53. He urged this Court in conclusion, to find in its favour and allow the claim as prayed.
Respondent’s Submissions 54. The Respondent submitted on four issues; whether there is a valid Preliminary Objection, Whether the claimant/ Applicant has meet the legal threshold for the Respondent to deduct Union dues under section 48 of the Labour Relations Act, whether the Claimant/ Applicant is entitled to the reliefs sought and who should bear costs.
55. On the Preliminary Objection, the Respondent submitted that the Application of 2nd August, 2023 offends Rule 4(1) of the Employment and Labour Relations Court Procedure) Rules, 2016. Further that the Application of 2nd August, 2023 as filed amounts to constructive res judicata. Also that the law does not envisioned consolidation of an Application with a miscellaneous Application. to support this, the respondent cited the case of Law Society of Kenya Vs Centre for Human Rights and Democracy & 12 Others[2014] eklr where the Court in respect to consolidation stated that;-“the essence of consolidation is to facilitate the efficient and expeditious disposal of disputes, and to provide a framework for a fair and impartial dispensation of justice to the parties. Consolidation was never meant to confer any undue advantage upon the party that seeks it, nor was it intended to occasion any disadvantage towards the party that opposes it. In the matter at hand, this Court would have to be satisfied that the appeals sought to be consolidated turn upon the same or similar issues.
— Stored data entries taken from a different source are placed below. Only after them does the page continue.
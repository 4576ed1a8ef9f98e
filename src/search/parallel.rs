// Ficheiro: src/search/parallel.rs
// Descrição: Busca paralela na raiz — um ramo independente por lance.

use super::alpha_beta::{alpha_beta, improves, worst_score, SearchResult};
use crate::core::{GameRules, SearchError, Side, SCORE_MAX, SCORE_MIN};
use crate::eval::Evaluator;
use rayon::prelude::*;
use std::time::Instant;
use tracing::debug;

/// Busca alpha-beta com os filhos da raiz distribuídos por um pool de threads.
///
/// Só a raiz é paralelizada: cada ramo desce sequencialmente sobre a sua
/// própria cópia da posição, por isso nenhuma disciplina de lock é necessária
/// além da junção final. O resultado é idêntico ao do `AlphaBetaEngine`
/// sequencial, incluindo o desempate pelo primeiro lance enumerado.
pub struct ParallelEngine<R, E> {
    rules: R,
    evaluator: E,
    pool: rayon::ThreadPool,
}

impl<R, E> ParallelEngine<R, E>
where
    R: GameRules + Sync,
    E: Evaluator<R> + Sync,
    R::Position: Send + Sync,
    R::Move: Send + Sync,
{
    /// Cria o motor com uma thread por núcleo lógico.
    pub fn new(rules: R, evaluator: E) -> Self {
        Self::with_threads(rules, evaluator, num_cpus::get().max(1))
    }

    pub fn with_threads(rules: R, evaluator: E, threads: usize) -> Self {
        let pool = rayon::ThreadPoolBuilder::new()
            .num_threads(threads.max(1))
            .build()
            .expect("failed to build search thread pool");
        ParallelEngine {
            rules,
            evaluator,
            pool,
        }
    }

    pub fn rules(&self) -> &R {
        &self.rules
    }

    /// Escolhe o melhor lance para `side`, com a mesma semântica da busca
    /// sequencial (janela cheia por filho da raiz, desempate estável).
    pub fn best_move(
        &self,
        position: &R::Position,
        side: Side,
        depth: u8,
    ) -> Result<SearchResult<R::Move>, SearchError> {
        let start = Instant::now();

        let moves = self.rules.generate_moves(position, side);
        if moves.is_empty() {
            return Ok(SearchResult {
                best_move: None,
                score: worst_score(side),
                depth,
                nodes_searched: 0,
                time_elapsed: start.elapsed(),
            });
        }

        let rules = &self.rules;
        let evaluator = &self.evaluator;
        let scored: Result<Vec<_>, SearchError> = self.pool.install(|| {
            moves
                .par_iter()
                .map(|mv| {
                    let child = rules.apply_move(position, mv);
                    let mut nodes = 0u64;
                    let score = alpha_beta(
                        rules,
                        evaluator,
                        &child,
                        depth.saturating_sub(1),
                        !side,
                        SCORE_MIN,
                        SCORE_MAX,
                        &mut nodes,
                    )?;
                    Ok((score, nodes))
                })
                .collect()
        });
        let scored = scored?;

        // Redução sequencial em ordem de enumeração: preserva o desempate
        // estrito "primeiro lance enumerado" da busca sequencial.
        let mut best_score = worst_score(side);
        let mut best_move = None;
        let mut total_nodes = 0u64;
        for (mv, (score, nodes)) in moves.iter().zip(&scored) {
            total_nodes += nodes;
            if improves(side, *score, best_score) {
                best_score = *score;
                best_move = Some(mv.clone());
            }
        }

        let result = SearchResult {
            best_move,
            score: best_score,
            depth,
            nodes_searched: total_nodes,
            time_elapsed: start.elapsed(),
        };
        debug!(
            depth,
            score = result.score,
            nodes = result.nodes_searched,
            time_ms = result.time_elapsed.as_millis() as u64,
            threads = self.pool.current_num_threads(),
            "parallel root search finished"
        );
        Ok(result)
    }
}
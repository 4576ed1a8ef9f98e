// Ficheiro: src/eval/terms.rs
// Descrição: Termos heurísticos do jogo de demonstração.

use super::{CompositeEvaluator, MobilityTerm, Term};
use crate::board::{Board, BoardRules, Color, Piece, PieceKind};
use crate::core::Score;

// d4, e4, d5, e5
const CENTER_SQUARES: [u8; 4] = [27, 28, 35, 36];

/// Termo material: soma assinada dos valores das peças, positivo para as
/// brancas (lado maximizador). Domina os demais termos no caso comum.
pub struct MaterialTerm;

impl Term<BoardRules> for MaterialTerm {
    fn score(&self, _rules: &BoardRules, board: &Board) -> Score {
        let mut score = 0.0;
        for (_, piece) in board.pieces() {
            match piece.color {
                Color::White => score += piece.kind.value(),
                Color::Black => score -= piece.kind.value(),
            }
        }
        score
    }
}

/// Bônus por peões e bispos ocupando as quatro casas centrais.
pub struct CenterControlTerm {
    pub weight: Score,
}

impl Default for CenterControlTerm {
    fn default() -> Self {
        CenterControlTerm { weight: 0.25 }
    }
}

impl Term<BoardRules> for CenterControlTerm {
    fn score(&self, _rules: &BoardRules, board: &Board) -> Score {
        let mut score = 0.0;
        for sq in CENTER_SQUARES {
            if let Some(piece) = board.piece_at(sq) {
                if matches!(piece.kind, PieceKind::Pawn | PieceKind::Bishop) {
                    match piece.color {
                        Color::White => score += self.weight,
                        Color::Black => score -= self.weight,
                    }
                }
            }
        }
        score
    }
}

/// Segurança do rei: bônus por peão amigo escudando as casas à frente do rei.
pub struct KingSafetyTerm {
    pub weight: Score,
}

impl Default for KingSafetyTerm {
    fn default() -> Self {
        KingSafetyTerm { weight: 0.25 }
    }
}

impl Term<BoardRules> for KingSafetyTerm {
    fn score(&self, _rules: &BoardRules, board: &Board) -> Score {
        let mut score = 0.0;
        for color in [Color::White, Color::Black] {
            let Some(king_sq) = board.king_square(color) else {
                continue;
            };
            let file = (king_sq % 8) as i8;
            let rank = (king_sq / 8) as i8;
            let forward = match color {
                Color::White => 1,
                Color::Black => -1,
            };

            let mut shield = 0.0;
            for df in -1..=1 {
                let f = file + df;
                let r = rank + forward;
                if !(0..8).contains(&f) || !(0..8).contains(&r) {
                    continue;
                }
                let sq = (r * 8 + f) as u8;
                if board.piece_at(sq) == Some(Piece::new(PieceKind::Pawn, color)) {
                    shield += self.weight;
                }
            }

            match color {
                Color::White => score += shield,
                Color::Black => score -= shield,
            }
        }
        score
    }
}

/// Avaliador padrão do jogo de demonstração: material mais os ajustes
/// posicionais de centro, segurança do rei e mobilidade.
pub fn standard_evaluator() -> CompositeEvaluator<BoardRules> {
    CompositeEvaluator::new()
        .with_term(MaterialTerm)
        .with_term(CenterControlTerm::default())
        .with_term(KingSafetyTerm::default())
        .with_term(MobilityTerm::default())
}

#[cfg(test)]
mod tests {
    use super::*;
    use crate::eval::Evaluator;

    #[test]
    fn material_is_a_signed_sum() {
        let board = Board::from_ascii(
            "....k...\
             ........\
             ........\
             ...p....\
             ....P...\
             ........\
             .....N..\
             ....K...",
        )
        .unwrap();
        // Peão e cavalo brancos contra peão preto; reis não pontuam.
        assert_eq!(MaterialTerm.score(&BoardRules, &board), 3.0);
    }

    #[test]
    fn material_ignores_kings() {
        let board = Board::from_ascii(
            "....k...\
             ........\
             ........\
             ........\
             ........\
             ........\
             ........\
             ....K...",
        )
        .unwrap();
        assert_eq!(MaterialTerm.score(&BoardRules, &board), 0.0);
    }

    #[test]
    fn center_control_counts_pawns_and_bishops_only() {
        let board = Board::from_ascii(
            "....k...\
             ........\
             ........\
             ...bP...\
             ...N....\
             ........\
             ........\
             ....K...",
        )
        .unwrap();
        // Peão branco em e5 contra bispo preto em d5; o cavalo em d4 não conta.
        let term = CenterControlTerm { weight: 1.0 };
        assert_eq!(term.score(&BoardRules, &board), 0.0);

        let unopposed = Board::from_ascii(
            "....k...\
             ........\
             ........\
             ....P...\
             ........\
             ........\
             ........\
             ....K...",
        )
        .unwrap();
        assert_eq!(term.score(&BoardRules, &unopposed), 1.0);
    }

    #[test]
    fn king_safety_rewards_the_pawn_shield() {
        let board = Board::from_ascii(
            "....k...\
             ........\
             ........\
             ........\
             ........\
             ........\
             ...PPP..\
             ....K...",
        )
        .unwrap();
        let term = KingSafetyTerm { weight: 1.0 };
        // Escudo branco completo (d2, e2, f2); rei preto sem escudo.
        assert_eq!(term.score(&BoardRules, &board), 3.0);
    }

    #[test]
    fn composite_sums_independent_terms() {
        let board = Board::from_ascii(
            "....k...\
             ........\
             ........\
             ........\
             ....P...\
             ........\
             ........\
             ....K...",
        )
        .unwrap();
        let evaluator = CompositeEvaluator::new()
            .with_term(MaterialTerm)
            .with_term(CenterControlTerm { weight: 0.5 });
        // 1.0 de material + 0.5 do peão central em e4.
        assert_eq!(evaluator.evaluate(&BoardRules, &board), 1.5);
    }

    #[test]
    fn standard_evaluator_is_side_symmetric() {
        let boards = [
            Board::start_position(),
            Board::from_ascii(
                "....k...\
                 ........\
                 ..n.....\
                 ...p....\
                 ....P...\
                 ........\
                 ...PPP..\
                 ..R.K...",
            )
            .unwrap(),
        ];
        let evaluator = standard_evaluator();

        for board in boards {
            let score = evaluator.evaluate(&BoardRules, &board);
            let mirrored = evaluator.evaluate(&BoardRules, &board.mirrored());
            assert!(
                (score + mirrored).abs() < 1e-9,
                "expected mirror symmetry, got {} and {}",
                score,
                mirrored
            );
        }
    }
}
In addition, the Court must be satisfied that no injustice would be occasioned to the respondents if consolidation is ordered as prayed.”
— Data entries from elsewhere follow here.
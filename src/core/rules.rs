// Ficheiro: src/core/rules.rs
// Descrição: Contrato das regras de jogo consumido pela busca (Move Oracle).

use super::types::Side;

/// Contrato que a busca exige das regras de um jogo concreto.
///
/// A busca não conhece nenhuma regra em si: apenas enumera lances legais,
/// aplica-os com semântica de valor e consulta o estado terminal. Qualquer
/// jogo de dois jogadores, soma zero e informação perfeita serve.
pub trait GameRules {
    /// Snapshot completo e autocontido do estado do jogo. Cada ramo da
    /// busca opera sobre a sua própria cópia; ramos irmãos nunca observam
    /// mutações uns dos outros.
    type Position: Clone;

    /// Descritor opaco de uma transição legal. Só tem significado para a
    /// posição que o gerou.
    type Move: Clone;

    /// Enumera todos os lances legais de `side` em `position`. Vetor vazio
    /// sinaliza ausência de lances. Deve ser determinístico para uma posição
    /// fixa; a ordem de enumeração define o desempate na raiz da busca.
    fn generate_moves(&self, position: &Self::Position, side: Side) -> Vec<Self::Move>;

    /// Devolve uma nova posição com o lance aplicado, sem modificar a
    /// original. Comportamento indefinido se `mv` não veio de
    /// `generate_moves` sobre uma posição equivalente.
    fn apply_move(&self, position: &Self::Position, mv: &Self::Move) -> Self::Position;

    /// Indica se o jogo terminou nesta posição, independente da profundidade
    /// restante da busca.
    fn is_terminal(&self, position: &Self::Position) -> bool;
}
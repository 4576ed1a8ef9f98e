// Gambito - Generic Minimax Search Engine Library

pub mod board;
pub mod core;
pub mod eval;
pub mod search;

pub use core::*;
56. The principles of consolidation were laid out in the case of Joseph Okoyo Vs Edwin Dickson Wasunna [2014] eklr which cited the case of Nyati Security Guards & Services Ltd vs - Municipal Council of Mombasa [2004] eKLR as follows:“The situations in which consolidation can be ordered include where there are two or more suits or matters pending in the same court where:-1. Some common question of law or fact arises in both or all of them; or2. The rights or relief claimed in them are in respect of, or arise out of the same transaction or series of transactions, or3. For some other reason it is desirable to make an order for consolidating them.”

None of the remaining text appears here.